Je déteste le vide. Il faut toujours que je le remplisse : avec du sexe, avec de la bouffe, avec de l’alcool il y a longtemps, avec d’autres trucs aussi mais c’est terminé, avec des médicaments, avec le bruit de mes ongles sur un clavier.

Je crois que j’ai perdu mon goût de l’ennui. Je crois que j’ai maybe tué la branleuse en moi.

Hier, jour 1 : J’ouvre un œil. Deux constats simultanés : mes ulcères sont toujours dans la place et j’ai besoin de projets.

Je me dis que je devrais me remettre à mon roman mais quand je le relis, je l’aime moins qu’avant. J’ai changé depuis que je l’ai écrit et que je l’ai jamais terminé. Et puis, mon lecteur n’est plus là. Je relis les deux précédents romans jamais achevés. Le recueil de poèmes. Mes nouvelles érotiques et mes nouvelles drôles. Une fille m’a dit de me mettre à tout autre chose. Un nouveau texte. Laisser celui d’avant si il agonise depuis un an.

La première idée qui me vient à l’esprit c’est un serial killer qui se ferait passer pour un médecin social. Il irait d’IME en CAT pour faire des « petits vaccins » aux pensionnaires et il serait fou amoureux d’une éducatrice victime du syndrome de Münchhausen.

P : Mais c’est complètement nazi, ton truc, connasse !
VF : Ouais mais c’est drôle.
P : Ouais mais non.
VF : Attends, j’suis pas…
P : …
VF : Retire tout-de-suite c’que t’as dit !

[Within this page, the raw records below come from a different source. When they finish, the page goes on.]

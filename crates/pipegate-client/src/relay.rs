//! Client-side relay (C6) — §4.6.
//!
//! An outer reconnect loop with exponential backoff wraps an inner loop
//! that reads frames off the WebSocket and fans each request out to an
//! independent task, while outbound frames are serialized through a mutex
//! around the sink.

use std::sync::Arc;
use std::time::Duration;

use futures::stream::SplitSink;
use futures::{SinkExt, StreamExt};
use reqwest::Client as HttpClient;
use tokio::net::TcpStream;
use tokio::sync::Mutex;
use tokio_tungstenite::tungstenite::Message;
use tokio_tungstenite::tungstenite::client::IntoClientRequest;
use tokio_tungstenite::tungstenite::http::HeaderValue;
use tokio_tungstenite::tungstenite::http::header::AUTHORIZATION;
use tokio_tungstenite::{MaybeTlsStream, WebSocketStream, connect_async};
use tracing::{debug, error, info, warn};
use url::Url;

use pipegate_types::{Headers, RequestId, RequestMessage, ResponseMessage, WireMessage, is_hop_by_hop};

use crate::config::RelayConfig;
use crate::error::{Error, Result};

type WsSink = SplitSink<WebSocketStream<MaybeTlsStream<TcpStream>>, Message>;

/// Drives one outbound tunnel connection: connects to the server, reads
/// `RequestMessage` frames, issues each against the local origin, and
/// writes back `ResponseMessage` frames (§4.6).
pub struct Relay {
    config: RelayConfig,
    http: HttpClient,
}

impl Relay {
    /// Build a relay for `config`. Fails only if the underlying HTTP
    /// client cannot be constructed.
    pub fn new(config: RelayConfig) -> Result<Self> {
        let http = HttpClient::builder()
            .timeout(config.origin_timeout)
            .build()?;
        Ok(Self { config, http })
    }

    /// Run the relay until a clean server close or (when
    /// `config.reconnect` is false) the first fatal error. With reconnect
    /// enabled, connection loss is retried with exponential backoff — an
    /// outer-supervisor concern the core protocol does not require (§4.6
    /// step 5, §4.7, §9 open question on reconnection).
    pub async fn run(&self) -> Result<()> {
        let mut attempt: u32 = 0;
        let max_backoff = Duration::from_secs(30);

        loop {
            match self.connect_and_serve().await {
                Ok(()) => {
                    info!("tunnel closed");
                    return Ok(());
                }
                Err(e) if !self.config.reconnect => return Err(e),
                Err(e) => {
                    attempt += 1;
                    let backoff = std::cmp::min(
                        Duration::from_millis(100 * 2u64.saturating_pow(attempt.min(10))),
                        max_backoff,
                    );
                    warn!(
                        error = %e,
                        attempt,
                        backoff_ms = backoff.as_millis() as u64,
                        "tunnel connection lost; reconnecting"
                    );
                    tokio::time::sleep(backoff).await;
                }
            }
        }
    }

    /// One connection attempt: open the WebSocket presenting the bearer
    /// token (§4.6 step 1), then loop reading and fanning out requests
    /// (§4.6 steps 2-3) until the socket closes or a protocol error occurs.
    async fn connect_and_serve(&self) -> Result<()> {
        let mut request = self.config.server_url.as_str().into_client_request()?;
        request.headers_mut().insert(
            AUTHORIZATION,
            HeaderValue::from_str(&format!("Bearer {}", self.config.token))
                .map_err(|_| Error::Config("token is not a valid header value".to_string()))?,
        );

        info!(url = %self.config.server_url, "connecting to tunnel server");
        let (ws_stream, _response) = connect_async(request).await?;
        info!("tunnel established");

        let (sink, mut stream) = ws_stream.split();
        let sink: Arc<Mutex<WsSink>> = Arc::new(Mutex::new(sink));

        loop {
            let frame = match stream.next().await {
                Some(Ok(Message::Text(text))) => text.to_string(),
                Some(Ok(Message::Binary(_))) => {
                    return Err(Error::Protocol("unexpected binary frame from server".into()));
                }
                Some(Ok(Message::Ping(_))) | Some(Ok(Message::Pong(_))) => continue,
                Some(Ok(Message::Frame(_))) => continue,
                Some(Ok(Message::Close(_))) | None => return Ok(()),
                Some(Err(e)) => return Err(Error::WebSocket(e)),
            };

            match pipegate_types::decode(&frame) {
                Ok(WireMessage::Request(msg)) => self.spawn_request(msg, sink.clone()),
                Ok(WireMessage::Response(_)) => {
                    return Err(Error::Protocol("server sent a response frame".into()));
                }
                Err(e) => return Err(Error::Protocol(e.to_string())),
            }
        }
    }

    /// Fan a single request out to its own task so concurrent requests on
    /// the same tunnel don't block each other (§4.6 step 3, §5).
    fn spawn_request(&self, msg: RequestMessage, sink: Arc<Mutex<WsSink>>) {
        let http = self.http.clone();
        let local_url = self.config.local_url.clone();

        tokio::spawn(async move {
            let request_id = msg.request_id;
            let response = forward_to_origin(&http, &local_url, msg).await;
            let encoded = pipegate_types::encode_response(&response);

            let mut sink = sink.lock().await;
            if let Err(e) = sink.send(Message::Text(encoded.into())).await {
                error!(%request_id, error = %e, "failed to send response upstream");
            }
        });
    }
}

/// Issue `msg` against `local_url` and build the `ResponseMessage` to send
/// back (§4.6 steps 3-4). Origin errors never propagate out of this
/// function; they become a 502 diagnostic response instead.
async fn forward_to_origin(http: &HttpClient, local_url: &Url, msg: RequestMessage) -> ResponseMessage {
    let request_id = msg.request_id;

    let url = match build_origin_url(local_url, &msg.path) {
        Ok(url) => url,
        Err(e) => return origin_error_response(request_id, &e.to_string()),
    };

    let method = match reqwest::Method::from_bytes(msg.method.as_bytes()) {
        Ok(method) => method,
        Err(_) => return origin_error_response(request_id, &format!("invalid method {:?}", msg.method)),
    };

    debug!(%request_id, %method, %url, "forwarding request to local origin");

    let mut builder = http.request(method, url).body(msg.body);
    for (name, value) in msg.headers.iter().filter(|(name, _)| !is_hop_by_hop(name)) {
        builder = builder.header(name.as_str(), value.as_str());
    }

    match builder.send().await {
        Ok(response) => build_response_message(request_id, response).await,
        Err(e) => origin_error_response(request_id, &e.to_string()),
    }
}

async fn build_response_message(request_id: RequestId, response: reqwest::Response) -> ResponseMessage {
    let status = response.status().as_u16();
    let headers: Headers = response
        .headers()
        .iter()
        .filter(|(name, _)| !is_hop_by_hop(name.as_str()))
        .filter_map(|(name, value)| value.to_str().ok().map(|v| (name.as_str().to_string(), v.to_string())))
        .collect();
    let body = response.bytes().await.map(|b| b.to_vec()).unwrap_or_default();

    ResponseMessage {
        request_id,
        status,
        headers,
        body,
    }
}

/// A local-origin error (connection refused, DNS failure, timeout) becomes
/// a 502 with a short diagnostic body (§4.6 step 4, §7 `OriginError`).
fn origin_error_response(request_id: RequestId, diagnostic: &str) -> ResponseMessage {
    ResponseMessage {
        request_id,
        status: 502,
        headers: vec![("content-type".to_string(), "text/plain".to_string())],
        body: format!("origin error: {diagnostic}").into_bytes(),
    }
}

fn build_origin_url(local_url: &Url, path: &str) -> std::result::Result<Url, url::ParseError> {
    let mut joined = local_url.as_str().trim_end_matches('/').to_string();
    joined.push_str(path);
    Url::parse(&joined)
}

Il a aucun goût en matière d’histoires, ce mec. Elle est au poil et le « Dr » Raymond Mulet est un personnage charismatique et très attachant.

J’essaie d’écrire l’histoire du Dr Raymond Mulet et de son éducatrice et de tous les petits innocents qu’il buterait.

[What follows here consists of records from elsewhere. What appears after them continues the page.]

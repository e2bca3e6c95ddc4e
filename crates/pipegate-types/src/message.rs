//! Wire codec (C1): the JSON-over-text-frame encoding of requests and
//! responses carried over the tunnel's WebSocket, and the `ConnectionId` /
//! `RequestId` identifiers used to address and correlate them.

use base64::Engine;
use base64::engine::general_purpose::STANDARD as BASE64;
use serde::{Deserialize, Serialize};
use uuid::Uuid;

use crate::error::Error;

/// An opaque 128-bit tunnel identifier, rendered as a canonical UUID string
/// on the wire and in public request URLs. Equality is byte-exact on the
/// canonical form (derived, since `Uuid` compares its raw bytes).
#[derive(Debug, Clone, Copy, PartialEq, Eq, Hash, Serialize, Deserialize)]
#[serde(transparent)]
pub struct ConnectionId(pub Uuid);

impl ConnectionId {
    /// Generate a new random connection id.
    pub fn new() -> Self {
        Self(Uuid::new_v4())
    }

    /// Parse a connection id from its canonical UUID string form.
    pub fn parse(s: &str) -> Result<Self, uuid::Error> {
        Ok(Self(Uuid::parse_str(s)?))
    }
}

impl Default for ConnectionId {
    fn default() -> Self {
        Self::new()
    }
}

impl std::fmt::Display for ConnectionId {
    fn fmt(&self, f: &mut std::fmt::Formatter<'_>) -> std::fmt::Result {
        write!(f, "{}", self.0)
    }
}

impl std::str::FromStr for ConnectionId {
    type Err = uuid::Error;

    fn from_str(s: &str) -> Result<Self, Self::Err> {
        Self::parse(s)
    }
}

/// A per-session request identifier, minted by the server when a public
/// request is dispatched to a tunnel. Unique only within one session's
/// lifetime (§3).
#[derive(Debug, Clone, Copy, PartialEq, Eq, Hash, Serialize, Deserialize)]
#[serde(transparent)]
pub struct RequestId(pub Uuid);

impl RequestId {
    /// Mint a new request id.
    pub fn new() -> Self {
        Self(Uuid::new_v4())
    }
}

impl Default for RequestId {
    fn default() -> Self {
        Self::new()
    }
}

impl std::fmt::Display for RequestId {
    fn fmt(&self, f: &mut std::fmt::Formatter<'_>) -> std::fmt::Result {
        write!(f, "{}", self.0)
    }
}

/// An ordered list of header `(name, value)` pairs. A `Vec` rather than a
/// map preserves both order and duplicate names, as §3 requires.
pub type Headers = Vec<(String, String)>;

/// Hop-by-hop headers that must never be forwarded across either leg of the
/// tunnel (§4.4, §4.6). Comparison is case-insensitive.
pub const HOP_BY_HOP_HEADERS: &[&str] = &[
    "connection",
    "keep-alive",
    "proxy-authenticate",
    "proxy-authorization",
    "te",
    "trailer",
    "transfer-encoding",
    "upgrade",
];

/// True if `name` is a hop-by-hop header, or `Host`, which §4.4 also
/// excludes when building the outbound [`RequestMessage`].
pub fn is_hop_by_hop(name: &str) -> bool {
    name.eq_ignore_ascii_case("host") || HOP_BY_HOP_HEADERS.iter().any(|h| name.eq_ignore_ascii_case(h))
}

/// A request forwarded server → client (§3, §6).
#[derive(Debug, Clone, PartialEq, Eq, Serialize, Deserialize)]
pub struct RequestMessage {
    pub request_id: RequestId,
    pub method: String,
    /// The remainder of the URL after `/<conn-id>`, including leading `/`
    /// and query string, percent-encoding preserved.
    pub path: String,
    pub headers: Headers,
    /// Raw request body bytes (empty for bodyless requests).
    #[serde(skip)]
    pub body: Vec<u8>,
}

/// A response returned client → server (§3, §6).
#[derive(Debug, Clone, PartialEq, Eq, Serialize, Deserialize)]
pub struct ResponseMessage {
    pub request_id: RequestId,
    pub status: u16,
    pub headers: Headers,
    #[serde(skip)]
    pub body: Vec<u8>,
}

/// The tagged union decoded from a single WebSocket text frame (§4.1, §6).
#[derive(Debug, Clone, PartialEq, Eq)]
pub enum WireMessage {
    Request(RequestMessage),
    Response(ResponseMessage),
}

// The on-the-wire JSON shape: `{"kind": "request"|"response", ..., "body": "<base64>"}`.
// `body` is base64 text on the wire but raw bytes in the Rust types above, so
// encoding/decoding goes through these private mirror structs rather than
// deriving Serialize/Deserialize directly on RequestMessage/ResponseMessage.

#[derive(Serialize, Deserialize)]
#[serde(tag = "kind", rename_all = "snake_case")]
enum WireFrame {
    Request {
        request_id: RequestId,
        method: String,
        path: String,
        headers: Headers,
        body: String,
    },
    Response {
        request_id: RequestId,
        status: u16,
        headers: Headers,
        body: String,
    },
}

/// Encode a [`RequestMessage`] as a wire-format JSON string.
///
/// Deterministic for a given input: header order and duplicates are
/// preserved verbatim, and the body is base64-encoded (empty body → empty
/// string).
pub fn encode_request(msg: &RequestMessage) -> String {
    let frame = WireFrame::Request {
        request_id: msg.request_id,
        method: msg.method.clone(),
        path: msg.path.clone(),
        headers: msg.headers.clone(),
        body: BASE64.encode(&msg.body),
    };
    // A WireFrame serializes to a JSON object of plain strings/arrays; this
    // cannot fail.
    serde_json::to_string(&frame).expect("WireFrame serialization is infallible")
}

/// Encode a [`ResponseMessage`] as a wire-format JSON string. Same
/// discipline as [`encode_request`].
pub fn encode_response(msg: &ResponseMessage) -> String {
    let frame = WireFrame::Response {
        request_id: msg.request_id,
        status: msg.status,
        headers: msg.headers.clone(),
        body: BASE64.encode(&msg.body),
    };
    serde_json::to_string(&frame).expect("WireFrame serialization is infallible")
}

/// Decode a wire-format JSON string into a [`WireMessage`].
///
/// Fails with a codec [`Error`] on invalid JSON, an unknown `kind`, a
/// missing required field, an out-of-range `status`, or a base64 error in
/// `body`.
pub fn decode(s: &str) -> Result<WireMessage, Error> {
    // Decode via a generic probe first so an unrecognized `kind` value
    // produces our own UnknownKind error rather than serde's generic one.
    let value: serde_json::Value = serde_json::from_str(s)?;
    let kind = value
        .get("kind")
        .and_then(|k| k.as_str())
        .ok_or(Error::MissingField("kind"))?;

    match kind {
        "request" | "response" => {}
        other => return Err(Error::UnknownKind(other.to_string())),
    }

    let frame: WireFrame = serde_json::from_value(value)?;

    match frame {
        WireFrame::Request {
            request_id,
            method,
            path,
            headers,
            body,
        } => {
            let body = BASE64.decode(body.as_bytes())?;
            Ok(WireMessage::Request(RequestMessage {
                request_id,
                method,
                path,
                headers,
                body,
            }))
        }
        WireFrame::Response {
            request_id,
            status,
            headers,
            body,
        } => {
            if !(100..=599).contains(&status) {
                return Err(Error::StatusOutOfRange(status));
            }
            let body = BASE64.decode(body.as_bytes())?;
            Ok(WireMessage::Response(ResponseMessage {
                request_id,
                status,
                headers,
                body,
            }))
        }
    }
}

Ça me prend quelques heures et Pute veut pas lire le résultat, attendu que Pute s’en fout intensément de ce que j’écris, je me dis qu’il doit bien y avoir un  truc qu’on partage quand même.

Ah ouais, les enfants.

Ensuite j’ai demandé à Pute de me décrire sa femme idéale.

P : Euh… Elle aurait un long nez tu vois, elle serait… gérante.
VF : Gérante de quoi ?
P : Bah attends, j’ai déjà trouvé gérante laisse-moi deux secondes de réflexion.
VF : Physique ?
P : 1m70/62kg, 95A.
VF : C’est impossible, tu veux dire 90C.
P : Non, non 95A.
VF : Pute, ma pâquerette, 95 c’est le tour de poitrine, c’est-à-dire la largeur du dos et A c’est la profondeur du bonnet. Ta femme idéale est culturiste ou alors elle glisse des demak’up dans son soutif avant de filer au bois de Boulogne.
P : Sérieux ? Bon sinon elle serait gérante d’une concession automobile.
VF : Niiiice.
P : Elle serait sympa. Elle  serait roots, un peu comme Prolo. Et toi ?
VF : Bah moi il serait très grand, un peu comme Prolo.
P : Salope.
VF : Il serait franco-iranien ou franco-libanais. Journaliste. Ou metteur en scène. Il aurait un énorme sexe et surtout, il serait blindé de pognon.
P : Pas comme Prolo. T’as remarqué comme on a pas du tout fini avec la bonne personne ?
VF : I know…
P : Tu m’aimes ?
VF : Bah ouais. Toi ?
P : Ouais.
VF : Tu vas me chercher un coca, steuplay ?
P : Fuck you.

Tout ça pour dire que j’ai soif et que je sais pas quoi faire de mon joli mois de juin.
Je crois que je vais commencer par me racheter un clavier.